Concerns have been raised by local residents who fear an increase in crime and accident rates. In response, the Hertfordshire Constabulary have a web page dedicated to reassuring the county’s inhabitants and businesses. Chief Constable Andy Bliss declares that the police have “seen no evidence that reduced street lighting results in crime increases.” Known problem crime areas are exempt from the partial lighting scheme at the request of the police and remain lit.
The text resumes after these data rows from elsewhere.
//! The `/ws` subscription channel.
//!
//! The caller is authenticated before the upgrade. Each connection joins
//! `user:{id}` and, for responders and admins, `responders`; clients add and
//! drop `alert:{id}` rooms with `watch` / `unwatch` frames.

use std::collections::HashMap;

use axum::extract::ws::{Message, WebSocket, WebSocketUpgrade};
use axum::extract::State;
use axum::response::Response;
use futures::{SinkExt, StreamExt};
use serde::Deserialize;
use serde_json::json;
use tokio::sync::mpsc;
use tokio::task::JoinHandle;
use tracing::{debug, info, warn};

use safelink_shared::{AlertId, Principal, Room};

use super::Broadcaster;
use crate::api::AppState;
use crate::auth::Authenticated;

/// Frames queued for one socket before the forwarders start waiting.
const OUTBOUND_BUFFER: usize = 64;

/// Frames a client may send.
#[derive(Debug, Deserialize)]
#[serde(tag = "action", rename_all = "lowercase")]
enum ClientFrame {
    #[serde(rename_all = "camelCase")]
    Watch { alert_id: AlertId },
    #[serde(rename_all = "camelCase")]
    Unwatch { alert_id: AlertId },
}

pub async fn ws_handler(
    Authenticated(principal): Authenticated,
    State(state): State<AppState>,
    ws: WebSocketUpgrade,
) -> Response {
    ws.on_upgrade(move |socket| handle_socket(socket, principal, state))
}

async fn handle_socket(socket: WebSocket, principal: Principal, state: AppState) {
    let (mut sink, mut stream) = socket.split();
    let (tx, mut rx) = mpsc::channel::<String>(OUTBOUND_BUFFER);

    let writer = tokio::spawn(async move {
        while let Some(text) = rx.recv().await {
            if sink.send(Message::Text(text.into())).await.is_err() {
                break;
            }
        }
    });

    let mut session = Session::open(principal, state, tx);
    info!(user = %session.principal.user_id, "Subscriber connected");

    while let Some(frame) = stream.next().await {
        match frame {
            Ok(Message::Text(text)) => session.handle_frame(text.as_str()).await,
            Ok(Message::Close(_)) => break,
            Ok(_) => {}
            Err(e) => {
                debug!(user = %session.principal.user_id, error = %e, "Socket read failed");
                break;
            }
        }
    }

    info!(user = %session.principal.user_id, "Subscriber disconnected");
    drop(session);
    writer.abort();
}

/// Room membership of one connection. Each joined room has a forwarder task
/// that serializes its events onto the outbound queue.
struct Session {
    principal: Principal,
    state: AppState,
    outbound: mpsc::Sender<String>,
    rooms: HashMap<Room, JoinHandle<()>>,
}

impl Session {
    fn open(principal: Principal, state: AppState, outbound: mpsc::Sender<String>) -> Self {
        let mut session = Self {
            principal,
            state,
            outbound,
            rooms: HashMap::new(),
        };
        session.join(Room::User(session.principal.user_id.clone()));
        if session.principal.is_responder() {
            session.join(Room::Responders);
        }
        session
    }

    fn join(&mut self, room: Room) {
        if self.rooms.contains_key(&room) {
            return;
        }

        // subscribe before spawning so nothing published after join is missed
        let mut events = self.state.broadcaster.subscribe(room.clone());
        let outbound = self.outbound.clone();
        let forwarder = tokio::spawn(async move {
            while let Some(event) = events.next().await {
                let text = match serde_json::to_string(&*event) {
                    Ok(text) => text,
                    Err(e) => {
                        warn!(event = event.name(), error = %e, "Could not encode event");
                        continue;
                    }
                };
                if outbound.send(text).await.is_err() {
                    break;
                }
            }
        });

        debug!(user = %self.principal.user_id, %room, "Joined room");
        self.rooms.insert(room, forwarder);
    }

    fn leave(&mut self, room: &Room) -> bool {
        match self.rooms.remove(room) {
            Some(forwarder) => {
                forwarder.abort();
                debug!(user = %self.principal.user_id, %room, "Left room");
                true
            }
            None => false,
        }
    }

    async fn handle_frame(&mut self, text: &str) {
        let reply = match serde_json::from_str::<ClientFrame>(text) {
            Ok(ClientFrame::Watch { alert_id }) => {
                match self.state.service.visible_alert(&self.principal, alert_id).await {
                    Ok(_) => {
                        self.join(Room::Alert(alert_id));
                        json!({ "ok": true, "action": "watch", "alertId": alert_id })
                    }
                    Err(e) => json!({ "error": e.to_string() }),
                }
            }
            Ok(ClientFrame::Unwatch { alert_id }) => {
                let left = self.leave(&Room::Alert(alert_id));
                json!({ "ok": left, "action": "unwatch", "alertId": alert_id })
            }
            Err(e) => json!({ "error": format!("unsupported frame: {e}") }),
        };

        let _ = self.outbound.send(reply.to_string()).await;
    }
}

impl Drop for Session {
    fn drop(&mut self) {
        for (_, forwarder) in self.rooms.drain() {
            forwarder.abort();
        }
    }
}

#[cfg(test)]
mod tests {
    use std::time::Duration;

    use safelink_shared::{
        AlertCategory, AlertStatus, Location, NewAlert, RealtimeEvent, Role, UserId,
    };

    use super::*;
    use crate::test_support::TestApp;

    async fn next_frame(rx: &mut mpsc::Receiver<String>) -> serde_json::Value {
        let text = tokio::time::timeout(Duration::from_secs(1), rx.recv())
            .await
            .expect("frame within a second")
            .expect("outbound open");
        serde_json::from_str(&text).unwrap()
    }

    fn session(app: &TestApp, user: &str, role: Role) -> (Session, mpsc::Receiver<String>) {
        let (tx, rx) = mpsc::channel(16);
        (Session::open(Principal::new(user, role), app.state.clone(), tx), rx)
    }

    async fn trigger(app: &TestApp, owner: &str) -> AlertId {
        app.service
            .trigger(NewAlert {
                owner_id: UserId::from(owner),
                category: AlertCategory::Security,
                location: Location::at(6.5244, 3.3792),
                message: None,
            })
            .await
            .unwrap()
            .id
    }

    #[tokio::test]
    async fn rooms_follow_role() {
        let app = TestApp::new();
        let (user, _) = session(&app, "u1", Role::User);
        let (responder, _) = session(&app, "r1", Role::Responder);

        assert!(user.rooms.contains_key(&Room::User(UserId::from("u1"))));
        assert!(!user.rooms.contains_key(&Room::Responders));
        assert!(responder.rooms.contains_key(&Room::Responders));
    }

    #[tokio::test]
    async fn watchers_receive_location_events() {
        let app = TestApp::new();
        let id = trigger(&app, "u1").await;
        let (mut responder, mut rx) = session(&app, "r1", Role::Responder);

        responder
            .handle_frame(&format!(r#"{{"action":"watch","alertId":"{id}"}}"#))
            .await;
        let ack = next_frame(&mut rx).await;
        assert_eq!(ack["ok"], true);

        app.service
            .append_location(&Principal::new("u1", Role::User), id, Location::at(6.525, 3.38))
            .await
            .unwrap();

        let event = next_frame(&mut rx).await;
        assert_eq!(event["event"], "alert.location");
        assert_eq!(event["data"]["alertId"], id.to_string());
    }

    #[tokio::test]
    async fn strangers_cannot_watch() {
        let app = TestApp::new();
        let id = trigger(&app, "u1").await;
        let (mut stranger, mut rx) = session(&app, "u2", Role::User);

        stranger
            .handle_frame(&format!(r#"{{"action":"watch","alertId":"{id}"}}"#))
            .await;
        assert!(next_frame(&mut rx).await["error"].is_string());
        assert!(!stranger.rooms.contains_key(&Room::Alert(id)));
    }

    #[tokio::test]
    async fn unknown_frames_get_an_error_reply() {
        let app = TestApp::new();
        let (mut user, mut rx) = session(&app, "u1", Role::User);

        user.handle_frame(r#"{"action":"dance"}"#).await;
        assert!(next_frame(&mut rx).await["error"].is_string());

        user.handle_frame("not json").await;
        assert!(next_frame(&mut rx).await["error"].is_string());
    }

    #[tokio::test]
    async fn dropping_a_session_releases_its_rooms() {
        let app = TestApp::new();
        let room = Room::User(UserId::from("u1"));
        let (user, _rx) = session(&app, "u1", Role::User);
        assert_eq!(app.broadcaster.subscriber_count(&room), 1);

        drop(user);
        tokio::time::sleep(Duration::from_millis(20)).await;
        assert_eq!(app.broadcaster.subscriber_count(&room), 0);
        assert_eq!(app.broadcaster.room_count(), 0);
    }

    #[tokio::test]
    async fn unwatch_stops_delivery() {
        let app = TestApp::new();
        let id = trigger(&app, "u1").await;
        let (mut responder, mut rx) = session(&app, "r1", Role::Responder);

        responder
            .handle_frame(&format!(r#"{{"action":"watch","alertId":"{id}"}}"#))
            .await;
        next_frame(&mut rx).await;
        responder
            .handle_frame(&format!(r#"{{"action":"unwatch","alertId":"{id}"}}"#))
            .await;
        assert_eq!(next_frame(&mut rx).await["ok"], true);

        tokio::time::sleep(Duration::from_millis(20)).await;
        assert_eq!(app.broadcaster.subscriber_count(&Room::Alert(id)), 0);
        assert_eq!(app.broadcaster.room_count(), 2);
        app.broadcaster.publish(
            &Room::Alert(id),
            RealtimeEvent::AlertResolved {
                alert_id: id,
                status: AlertStatus::Resolved,
                resolved_at: None,
            },
        );
        assert!(
            tokio::time::timeout(Duration::from_millis(100), rx.recv())
                .await
                .is_err()
        );
    }
}
//! Request validation that reports every violated constraint at once.
//!
//! A [`Validator`] accumulates [`Violation`]s while a request is inspected;
//! [`Validator::finish`] turns them into a single [`ValidationErrors`] so the
//! caller sees the whole list in one round trip instead of fixing fields one
//! at a time.

use std::fmt;

use serde::Serialize;

/// One violated constraint on one input field.
#[derive(Debug, Clone, PartialEq, Eq, Serialize)]
pub struct Violation {
    pub field: String,
    pub message: String,
}

/// All constraints violated by a single request.
#[derive(Debug, Clone, Default, PartialEq, Eq, Serialize)]
#[serde(transparent)]
pub struct ValidationErrors {
    violations: Vec<Violation>,
}

impl ValidationErrors {
    pub fn new() -> Self {
        Self::default()
    }

    /// Shorthand for a list holding exactly one violation.
    pub fn single(field: impl Into<String>, message: impl Into<String>) -> Self {
        let mut errors = Self::new();
        errors.push(field, message);
        errors
    }

    pub fn push(&mut self, field: impl Into<String>, message: impl Into<String>) {
        self.violations.push(Violation {
            field: field.into(),
            message: message.into(),
        });
    }

    pub fn is_empty(&self) -> bool {
        self.violations.is_empty()
    }

    pub fn len(&self) -> usize {
        self.violations.len()
    }

    pub fn violations(&self) -> &[Violation] {
        &self.violations
    }

    /// Returns `true` if any violation concerns `field`.
    pub fn has_field(&self, field: &str) -> bool {
        self.violations.iter().any(|v| v.field == field)
    }
}

impl fmt::Display for ValidationErrors {
    fn fmt(&self, f: &mut fmt::Formatter<'_>) -> fmt::Result {
        for (i, v) in self.violations.iter().enumerate() {
            if i > 0 {
                f.write_str("; ")?;
            }
            write!(f, "{}: {}", v.field, v.message)?;
        }
        Ok(())
    }
}

impl std::error::Error for ValidationErrors {}

/// Accumulates violations for one request.
#[derive(Debug, Default)]
pub struct Validator {
    errors: ValidationErrors,
}

impl Validator {
    pub fn new() -> Self {
        Self::default()
    }

    /// Record a violation unless `ok` holds.
    pub fn check(&mut self, ok: bool, field: &str, message: impl Into<String>) -> &mut Self {
        if !ok {
            self.errors.push(field, message);
        }
        self
    }

    pub fn latitude(&mut self, field: &str, value: f64) -> &mut Self {
        self.check(
            value.is_finite() && (-90.0..=90.0).contains(&value),
            field,
            "must be a number between -90 and 90",
        )
    }

    pub fn longitude(&mut self, field: &str, value: f64) -> &mut Self {
        self.check(
            value.is_finite() && (-180.0..=180.0).contains(&value),
            field,
            "must be a number between -180 and 180",
        )
    }

    pub fn finite(&mut self, field: &str, value: Option<f64>) -> &mut Self {
        match value {
            Some(v) => self.check(v.is_finite(), field, "must be a finite number"),
            None => self,
        }
    }

    pub fn non_negative(&mut self, field: &str, value: Option<f64>) -> &mut Self {
        match value {
            Some(v) => self.check(v.is_finite() && v >= 0.0, field, "must be zero or greater"),
            None => self,
        }
    }

    /// Optional text no longer than `max` characters.
    pub fn max_chars(&mut self, field: &str, value: Option<&str>, max: usize) -> &mut Self {
        match value {
            Some(s) => self.check(
                s.chars().count() <= max,
                field,
                format!("must be at most {max} characters"),
            ),
            None => self,
        }
    }

    /// Required text whose trimmed length lies in `min..=max` characters.
    pub fn chars_between(&mut self, field: &str, value: &str, min: usize, max: usize) -> &mut Self {
        let len = value.trim().chars().count();
        self.check(
            (min..=max).contains(&len),
            field,
            format!("must be between {min} and {max} characters"),
        )
    }

    /// Record a violation for a field that was absent or unparsable.
    pub fn missing(&mut self, field: &str) -> &mut Self {
        self.errors.push(field, "is required");
        self
    }

    pub fn push(&mut self, field: &str, message: impl Into<String>) -> &mut Self {
        self.errors.push(field, message);
        self
    }

    /// Fold another validator's findings into this one.
    pub fn merge(&mut self, other: ValidationErrors) -> &mut Self {
        self.errors.violations.extend(other.violations);
        self
    }

    pub fn is_clean(&self) -> bool {
        self.errors.is_empty()
    }

    /// Everything recorded so far, for callers that already know the
    /// request is rejected.
    pub fn into_errors(self) -> ValidationErrors {
        self.errors
    }

    pub fn finish(self) -> Result<(), ValidationErrors> {
        if self.errors.is_empty() {
            Ok(())
        } else {
            Err(self.errors)
        }
    }
}
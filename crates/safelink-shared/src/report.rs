//! Community incident reports.
//!
//! Reports are geolocated like alerts and share the nearby query engine, but
//! have their own moderation lifecycle (`pending` → `reviewed` / `resolved` /
//! `dismissed`). Dismissed reports never show up in nearby results.

use std::fmt;
use std::str::FromStr;

use chrono::{DateTime, Utc};
use serde::{Deserialize, Serialize};

use crate::alert::Location;
use crate::constants::{
    MAX_REPORT_DESCRIPTION_LEN, MAX_REPORT_TITLE_LEN, MIN_REPORT_DESCRIPTION_LEN,
    MIN_REPORT_TITLE_LEN,
};
use crate::geo::{GeoPoint, Geolocated};
use crate::types::{now_utc, Principal, ReportId, UserId};
use crate::validation::{ValidationErrors, Validator};

#[derive(Debug, Clone, Copy, PartialEq, Eq, Hash, Serialize, Deserialize)]
#[serde(rename_all = "snake_case")]
pub enum ReportCategory {
    Crime,
    Accident,
    Hazard,
    SuspiciousActivity,
    InfrastructureIssue,
    Other,
}

impl ReportCategory {
    pub fn as_str(self) -> &'static str {
        match self {
            ReportCategory::Crime => "crime",
            ReportCategory::Accident => "accident",
            ReportCategory::Hazard => "hazard",
            ReportCategory::SuspiciousActivity => "suspicious_activity",
            ReportCategory::InfrastructureIssue => "infrastructure_issue",
            ReportCategory::Other => "other",
        }
    }
}

impl FromStr for ReportCategory {
    type Err = String;

    fn from_str(s: &str) -> Result<Self, Self::Err> {
        match s {
            "crime" => Ok(ReportCategory::Crime),
            "accident" => Ok(ReportCategory::Accident),
            "hazard" => Ok(ReportCategory::Hazard),
            "suspicious_activity" => Ok(ReportCategory::SuspiciousActivity),
            "infrastructure_issue" => Ok(ReportCategory::InfrastructureIssue),
            "other" => Ok(ReportCategory::Other),
            other => Err(format!("unknown report category: {other}")),
        }
    }
}

#[derive(Debug, Clone, Copy, PartialEq, Eq, Hash, Serialize, Deserialize)]
#[serde(rename_all = "snake_case")]
pub enum ReportStatus {
    Pending,
    Reviewed,
    Resolved,
    Dismissed,
}

impl ReportStatus {
    pub fn as_str(self) -> &'static str {
        match self {
            ReportStatus::Pending => "pending",
            ReportStatus::Reviewed => "reviewed",
            ReportStatus::Resolved => "resolved",
            ReportStatus::Dismissed => "dismissed",
        }
    }
}

impl fmt::Display for ReportStatus {
    fn fmt(&self, f: &mut fmt::Formatter<'_>) -> fmt::Result {
        f.write_str(self.as_str())
    }
}

impl FromStr for ReportStatus {
    type Err = String;

    fn from_str(s: &str) -> Result<Self, Self::Err> {
        match s {
            "pending" => Ok(ReportStatus::Pending),
            "reviewed" => Ok(ReportStatus::Reviewed),
            "resolved" => Ok(ReportStatus::Resolved),
            "dismissed" => Ok(ReportStatus::Dismissed),
            other => Err(format!("unknown report status: {other}")),
        }
    }
}

#[derive(Debug, Clone, PartialEq, Serialize, Deserialize)]
#[serde(rename_all = "camelCase")]
pub struct Report {
    pub id: ReportId,
    /// Absent for anonymous reports.
    pub reporter_id: Option<UserId>,
    pub category: ReportCategory,
    pub title: String,
    pub description: String,
    pub location: Location,
    #[serde(default)]
    pub media_urls: Vec<String>,
    pub anonymous: bool,
    pub status: ReportStatus,
    pub created_at: DateTime<Utc>,
    pub updated_at: DateTime<Utc>,
}

impl Report {
    /// Moderators see every report; users see the ones they filed.
    pub fn visible_to(&self, principal: &Principal) -> bool {
        principal.is_responder() || self.reporter_id.as_ref() == Some(&principal.user_id)
    }
}

impl Geolocated for Report {
    fn position(&self) -> GeoPoint {
        self.location.point()
    }

    fn created_at(&self) -> DateTime<Utc> {
        self.created_at
    }
}

#[derive(Debug, Clone, PartialEq)]
pub struct NewReport {
    pub reporter_id: UserId,
    pub category: ReportCategory,
    pub title: String,
    pub description: String,
    pub location: Location,
    pub media_urls: Vec<String>,
    pub anonymous: bool,
}

impl NewReport {
    pub fn validate(&self) -> Result<(), ValidationErrors> {
        let mut v = Validator::new();
        self.location.check(&mut v);
        v.chars_between("title", &self.title, MIN_REPORT_TITLE_LEN, MAX_REPORT_TITLE_LEN)
            .chars_between(
                "description",
                &self.description,
                MIN_REPORT_DESCRIPTION_LEN,
                MAX_REPORT_DESCRIPTION_LEN,
            );
        v.finish()
    }

    pub fn build(self) -> Result<Report, ValidationErrors> {
        self.validate()?;
        let now = now_utc();
        Ok(Report {
            id: ReportId::new(),
            reporter_id: (!self.anonymous).then_some(self.reporter_id),
            category: self.category,
            title: self.title.trim().to_string(),
            description: self.description.trim().to_string(),
            location: self.location,
            media_urls: self.media_urls,
            anonymous: self.anonymous,
            status: ReportStatus::Pending,
            created_at: now,
            updated_at: now,
        })
    }
}
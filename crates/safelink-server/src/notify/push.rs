use async_trait::async_trait;
use serde::Serialize;

use safelink_shared::{ChannelKind, NotificationTarget};

use super::{DispatchError, Notification, NotificationChannel};
use crate::config::PushConfig;

/// Push notifications through an HTTP push gateway. The gateway resolves
/// the recipient to device tokens; this service never sees them.
pub struct PushChannel {
    client: reqwest::Client,
    config: PushConfig,
}

#[derive(Serialize)]
struct PushRequest<'a> {
    recipient: &'a NotificationTarget,
    title: &'a str,
    body: &'a str,
    data: &'a std::collections::HashMap<String, String>,
}

impl PushChannel {
    pub fn new(client: reqwest::Client, config: PushConfig) -> Self {
        Self { client, config }
    }
}

#[async_trait]
impl NotificationChannel for PushChannel {
    fn kind(&self) -> ChannelKind {
        ChannelKind::Push
    }

    async fn deliver(
        &self,
        target: &NotificationTarget,
        notification: &Notification,
    ) -> Result<(), DispatchError> {
        let mut request = self.client.post(&self.config.gateway_url).json(&PushRequest {
            recipient: target,
            title: &notification.title,
            body: &notification.body,
            data: &notification.metadata,
        });
        if let Some(key) = &self.config.api_key {
            request = request.bearer_auth(key);
        }

        let response = request
            .send()
            .await
            .map_err(|source| DispatchError::Transport {
                channel: ChannelKind::Push,
                source,
            })?;

        if !response.status().is_success() {
            return Err(DispatchError::Gateway {
                channel: ChannelKind::Push,
                status: response.status().as_u16(),
            });
        }

        tracing::debug!(recipient = %target, "Push notification sent");
        Ok(())
    }
}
At present, Hertfordshire County Council refuse to consider any further complaints from residents concerning the matter, so eat your carrots and keep a torch handy, because it looks like the scheme is here to stay.
Against: Leave them on!
[Shelby Loasby | News Sub Editor]
Ever walked home from The Forum Hertfordshire or a late night study session at the LRC in the pitch black? It’s not fun. The streetlights in Hatfield turn off around midnight and students are left walking home in the dark, worried and scared.
UniVerse surveyed 60 students on the fears and anxieties of walking around Hatfield at night. 50 students agreed that the lights should be kept on, whilst only 10 believed the lights should be turned off.
Students Laura Webster and Nattalak Ruchsirisopon explained that they use the torch setting on their phones on their way home, not only because they are scared, but so they can actually see where they are going. Ruchsirisopon also said that when she finished studying at College Lane LRC, there was no shuttle bus running so she waited until she saw someone she could trust and walked behind them for safety. Webster explained that she has to “walk through two subways on the way home and they aren’t always lit. It’s not great walking through dark tunnels on your own in the middle of the night.”
Student Cilem Temiz even drives to university and parks a few roads down, despite living nearby. She said: “It’s not because I’m lazy, rather because if I decide to go to the library after a lecture I won’t have to walk home alone in the pitch black!”
Tunde, another student at UH, also explained that he had to walk with his female housemates last year even if he wasn’t going out, so that they would feel safe.
“The council could compromise and could always put every other streetlight on,” he said. “Then the road is lit and better than pitch black.” Tunde continued to say that he knew a few people who had been robbed and beaten up on their walks home in the dark.
Not only is it a matter of safety against potential attacks, keeping the streetlights on could prevent car accidents. Student Sean Scurr explained that: “Your headlights don’t always help you see everything; if someone’s drunk after a night at the Forum and stumbles in front of a car out of the shadows, not much good will come from it.”
It is clear to see that students are genuinely worried and scared when the streetlights are turned off. Some may argue that turning the lights off saves energy, but surely it is more important to save lives and to make a university town safer for students?